**PROBLEM TO SOLVE:** Wherever the word "largely" shows up in the data, report the line it sits in.

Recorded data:
================================

use na_core::{SentimentCounts, SentimentLabel, TopicCount};

const VERDICT_TOPICS: usize = 3;

/// One-paragraph verdict on the overall coverage tone.
pub fn final_sentiment_analysis(counts: &SentimentCounts, average: f64, ranked_topics: &[TopicCount]) -> String {
    let tone = match SentimentLabel::from_score(average) {
        SentimentLabel::Positive => "mostly positive",
        SentimentLabel::Neutral => "largely neutral",
        SentimentLabel::Negative => "mostly negative",
    };

    let mut verdict = format!(
        "The latest news coverage is {}: {} positive, {} neutral and {} negative articles \
         with an average sentiment score of {:.2}.",
        tone,
        counts.get(SentimentLabel::Positive),
        counts.get(SentimentLabel::Neutral),
        counts.get(SentimentLabel::Negative),
        average,
    );

    let topics: Vec<&str> = ranked_topics
        .iter()
        .take(VERDICT_TOPICS)
        .map(|t| t.topic.as_str())
        .collect();
    if !topics.is_empty() {
        verdict.push_str(&format!(" Key themes: {}.", topics.join(", ")));
    }
    verdict
}

#[cfg(test)]
mod tests {
    use super::*;

    fn topics(names: &[&str]) -> Vec<TopicCount> {
        names.iter().map(|n| TopicCount { topic: n.to_string(), count: 1 }).collect()
    }

    #[test]
    fn test_verdict_reports_tone_counts_and_themes() {
        let counts = SentimentCounts::from_labels([
            SentimentLabel::Positive,
            SentimentLabel::Positive,
            SentimentLabel::Negative,
        ]);
        let verdict = final_sentiment_analysis(&counts, 0.3456, &topics(&["Sales", "Europe", "Chips", "Ai"]));
        assert_eq!(
            verdict,
            "The latest news coverage is mostly positive: 2 positive, 0 neutral and 1 negative articles \
             with an average sentiment score of 0.35. Key themes: Sales, Europe, Chips."
        );
    }

    #[test]
    fn test_verdict_without_topics() {
        let counts = SentimentCounts::from_labels([SentimentLabel::Neutral]);
        let verdict = final_sentiment_analysis(&counts, 0.1, &[]);
        assert!(verdict.contains("largely neutral"));
        assert!(!verdict.contains("Key themes"));
    }

    #[test]
    fn test_negative_average() {
        let counts = SentimentCounts::from_labels([SentimentLabel::Negative]);
        assert!(final_sentiment_analysis(&counts, -0.5, &[]).contains("mostly negative"));
    }
}
use std::fmt;
use std::str::FromStr;
use std::sync::Arc;

use chrono::{DateTime, Utc};
use na_core::models::HINDI;
use na_core::{
    Article, ArticleCache, CacheEntry, ComparativeAnalysis, Error, NewsFetcher, PipelineEvent, ProgressObserver,
    Report, Result, SpeechSynthesizer, Translator,
};
use na_inference::{compare, overall_summary, ArticleAnalyzer};
use serde::{Deserialize, Serialize};

use crate::logging::Logger;

pub const MIN_ARTICLES: usize = 5;
pub const MAX_ARTICLES: usize = 20;
pub const DEFAULT_ARTICLES: usize = 10;

#[derive(Debug, Clone, Copy, PartialEq, Eq, Default, Serialize, Deserialize, clap::ValueEnum)]
#[serde(rename_all = "lowercase")]
pub enum Language {
    #[default]
    English,
    Hindi,
}

impl FromStr for Language {
    type Err = Error;

    fn from_str(s: &str) -> Result<Self> {
        match s.trim().to_lowercase().as_str() {
            "english" | "en" => Ok(Language::English),
            "hindi" | "hi" => Ok(Language::Hindi),
            other => Err(Error::InvalidRequest(format!("unsupported language '{}'", other))),
        }
    }
}

impl fmt::Display for Language {
    fn fmt(&self, f: &mut fmt::Formatter<'_>) -> fmt::Result {
        match self {
            Language::English => f.write_str("English"),
            Language::Hindi => f.write_str("Hindi"),
        }
    }
}

#[derive(Debug, Clone, PartialEq, Eq)]
pub struct ReportRequest {
    pub company: String,
    pub count: usize,
    pub use_cache: bool,
    pub language: Language,
}

impl ReportRequest {
    pub fn new(company: impl Into<String>) -> Self {
        Self {
            company: company.into(),
            count: DEFAULT_ARTICLES,
            use_cache: true,
            language: Language::English,
        }
    }

    pub fn with_count(mut self, count: usize) -> Self {
        self.count = count;
        self
    }

    pub fn with_cache(mut self, use_cache: bool) -> Self {
        self.use_cache = use_cache;
        self
    }

    pub fn with_language(mut self, language: Language) -> Self {
        self.language = language;
        self
    }

    pub fn validate(&self) -> Result<()> {
        if self.company.trim().is_empty() {
            return Err(Error::InvalidRequest("Please select or enter a company name".to_string()));
        }
        if !(MIN_ARTICLES..=MAX_ARTICLES).contains(&self.count) {
            return Err(Error::InvalidRequest(format!(
                "article count must be between {} and {}, got {}",
                MIN_ARTICLES, MAX_ARTICLES, self.count
            )));
        }
        Ok(())
    }
}

#[derive(Debug, Clone, Default)]
pub struct ManagerConfig {
    /// Cached entries older than this are refetched.
    pub cache_max_age: Option<chrono::Duration>,
    pub analyzer: na_inference::Config,
}

/// Everything one pipeline run produced.
#[derive(Debug, Clone)]
pub struct ReportOutcome {
    pub company: String,
    pub language: Language,
    pub articles: Vec<Article>,
    pub analysis: ComparativeAnalysis,
    pub report: Report,
    pub overall_summary: String,
    /// Set for Hindi requests. Holds the English text if translation failed.
    pub hindi_summary: Option<String>,
    /// Hindi article summaries, index-aligned with `articles`.
    pub article_translations: Vec<String>,
    pub translation_failed: bool,
    pub audio: Option<Vec<u8>>,
    pub audio_extension: String,
    pub from_cache: bool,
    pub cached_at: Option<DateTime<Utc>>,
}

pub struct ReportManager {
    cache: Arc<dyn ArticleCache>,
    fetcher: Arc<dyn NewsFetcher>,
    translator: Arc<dyn Translator>,
    speech: Arc<dyn SpeechSynthesizer>,
    analyzer: ArticleAnalyzer,
    config: ManagerConfig,
    logger: Logger,
}

impl fmt::Debug for ReportManager {
    fn fmt(&self, f: &mut fmt::Formatter<'_>) -> fmt::Result {
        f.debug_struct("ReportManager")
            .field("fetcher", &self.fetcher.name())
            .field("translator", &self.translator.name())
            .field("speech", &self.speech.name())
            .field("config", &self.config)
            .finish()
    }
}

impl ReportManager {
    pub fn new(
        cache: Arc<dyn ArticleCache>,
        fetcher: Arc<dyn NewsFetcher>,
        translator: Arc<dyn Translator>,
        speech: Arc<dyn SpeechSynthesizer>,
        config: ManagerConfig,
    ) -> Self {
        Self {
            cache,
            fetcher,
            translator,
            speech,
            analyzer: ArticleAnalyzer::new(config.analyzer.clone()),
            config,
            logger: Logger::new().with_prefix("📰"),
        }
    }

    pub fn config(&self) -> &ManagerConfig {
        &self.config
    }

    pub async fn clear_cache(&self) -> Result<usize> {
        let removed = self.cache.clear().await?;
        self.logger.info(&format!("🧹 Cleared {} cached companies", removed));
        Ok(removed)
    }

    pub async fn generate(&self, request: &ReportRequest, observer: &dyn ProgressObserver) -> Result<ReportOutcome> {
        request.validate()?;
        let company = request.company.trim();
        let log = self.logger.scoped(format!("[{}]", company));

        let (articles, cached_at) = match self.cached_articles(request, company, observer, &log).await {
            Some(hit) => hit,
            None => (self.fresh_articles(request, company, observer, &log).await?, None),
        };
        let from_cache = cached_at.is_some();

        let analysis = compare(&articles)?;
        let summary = overall_summary(company, &articles, &analysis)?;
        let report = Report::build(company, &articles, &analysis);
        log.info(&format!(
            "📊 {} articles, average sentiment {:.2}",
            articles.len(),
            analysis.average_sentiment_score
        ));

        let mut outcome = ReportOutcome {
            company: company.to_string(),
            language: request.language,
            articles,
            analysis,
            report,
            overall_summary: summary,
            hindi_summary: None,
            article_translations: Vec::new(),
            translation_failed: false,
            audio: None,
            audio_extension: self.speech.extension().to_string(),
            from_cache,
            cached_at,
        };

        if request.language == Language::Hindi {
            self.localize(&mut outcome, observer, &log).await;
        }

        observer.on_event(&PipelineEvent::Completed);
        log.info("✅ Report ready");
        Ok(outcome)
    }

    async fn cached_articles(
        &self,
        request: &ReportRequest,
        company: &str,
        observer: &dyn ProgressObserver,
        log: &Logger,
    ) -> Option<(Vec<Article>, Option<DateTime<Utc>>)> {
        if !request.use_cache {
            return None;
        }
        let entry = self
            .cache
            .load_usable(company, request.count, self.config.cache_max_age)
            .await?;
        let CacheEntry { mut articles, timestamp, .. } = entry;
        articles.truncate(request.count);
        observer.on_event(&PipelineEvent::CacheHit {
            company: company.to_string(),
            articles: articles.len(),
            cached_at: timestamp,
        });
        log.info(&format!("💾 Using {} cached articles from {}", articles.len(), timestamp));
        Some((articles, Some(timestamp)))
    }

    async fn fresh_articles(
        &self,
        request: &ReportRequest,
        company: &str,
        observer: &dyn ProgressObserver,
        log: &Logger,
    ) -> Result<Vec<Article>> {
        observer.on_event(&PipelineEvent::FetchStarted {
            company: company.to_string(),
            count: request.count,
        });
        log.info(&format!("🔎 Fetching {} articles from {}", request.count, self.fetcher.name()));

        let mut articles = self.fetcher.fetch(company, request.count).await.map_err(|e| match e {
            Error::Fetch(_) => e,
            other => Error::Fetch(other.to_string()),
        })?;
        if articles.is_empty() {
            return Err(Error::Fetch(format!("No news articles found for {}", company)));
        }
        articles.truncate(request.count);
        observer.on_event(&PipelineEvent::FetchCompleted { articles: articles.len() });

        log.info(&format!("🧪 Analyzing {} articles", articles.len()));
        self.analyzer.analyze_all(&mut articles, |index, total| {
            observer.on_event(&PipelineEvent::ArticleAnalyzed { index, total });
        });
        let degraded = articles.iter().filter(|a| !a.degraded.is_empty()).count();
        if degraded > 0 {
            log.warn(&format!("⚠️ {} articles fell back to defaults for some fields", degraded));
        }
        observer.on_event(&PipelineEvent::AnalysisCompleted);

        let entry = CacheEntry::new(company, articles.clone());
        match self.cache.save(&entry).await {
            Ok(()) => log.debug("💾 Cache updated"),
            Err(e) => {
                log.warn(&format!("Cache update failed: {}", e));
                observer.on_event(&PipelineEvent::CacheSaveFailed { reason: e.to_string() });
            }
        }
        Ok(articles)
    }

    async fn localize(&self, outcome: &mut ReportOutcome, observer: &dyn ProgressObserver, log: &Logger) {
        observer.on_event(&PipelineEvent::TranslationStarted);
        log.info(&format!("🌐 Translating with {}", self.translator.name()));

        let hindi = match self.translator.translate(&outcome.overall_summary, HINDI).await {
            Ok(text) => text,
            Err(e) => {
                outcome.translation_failed = true;
                observer.on_event(&PipelineEvent::TranslationFailed { reason: e.to_string() });
                outcome.overall_summary.clone()
            }
        };

        let mut translations = Vec::with_capacity(outcome.articles.len());
        for article in &outcome.articles {
            match self.translator.translate(&article.summary, HINDI).await {
                Ok(text) => translations.push(text),
                Err(e) => {
                    log.debug(&format!("Keeping English summary for '{}': {}", article.title, e));
                    outcome.translation_failed = true;
                    translations.push(article.summary.clone());
                }
            }
        }
        outcome.article_translations = translations;

        observer.on_event(&PipelineEvent::SynthesisStarted);
        match self.speech.synthesize(&hindi, HINDI).await {
            Ok(audio) => {
                log.info(&format!("🔊 Synthesized {} bytes of audio", audio.len()));
                outcome.audio = Some(audio);
            }
            Err(e) => observer.on_event(&PipelineEvent::SynthesisFailed { reason: e.to_string() }),
        }
        outcome.hindi_summary = Some(hindi);
    }
}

================================

**FINAL ANSWER:**
        SentimentLabel::Neutral => "largely neutral",
        assert!(verdict.contains("largely neutral"));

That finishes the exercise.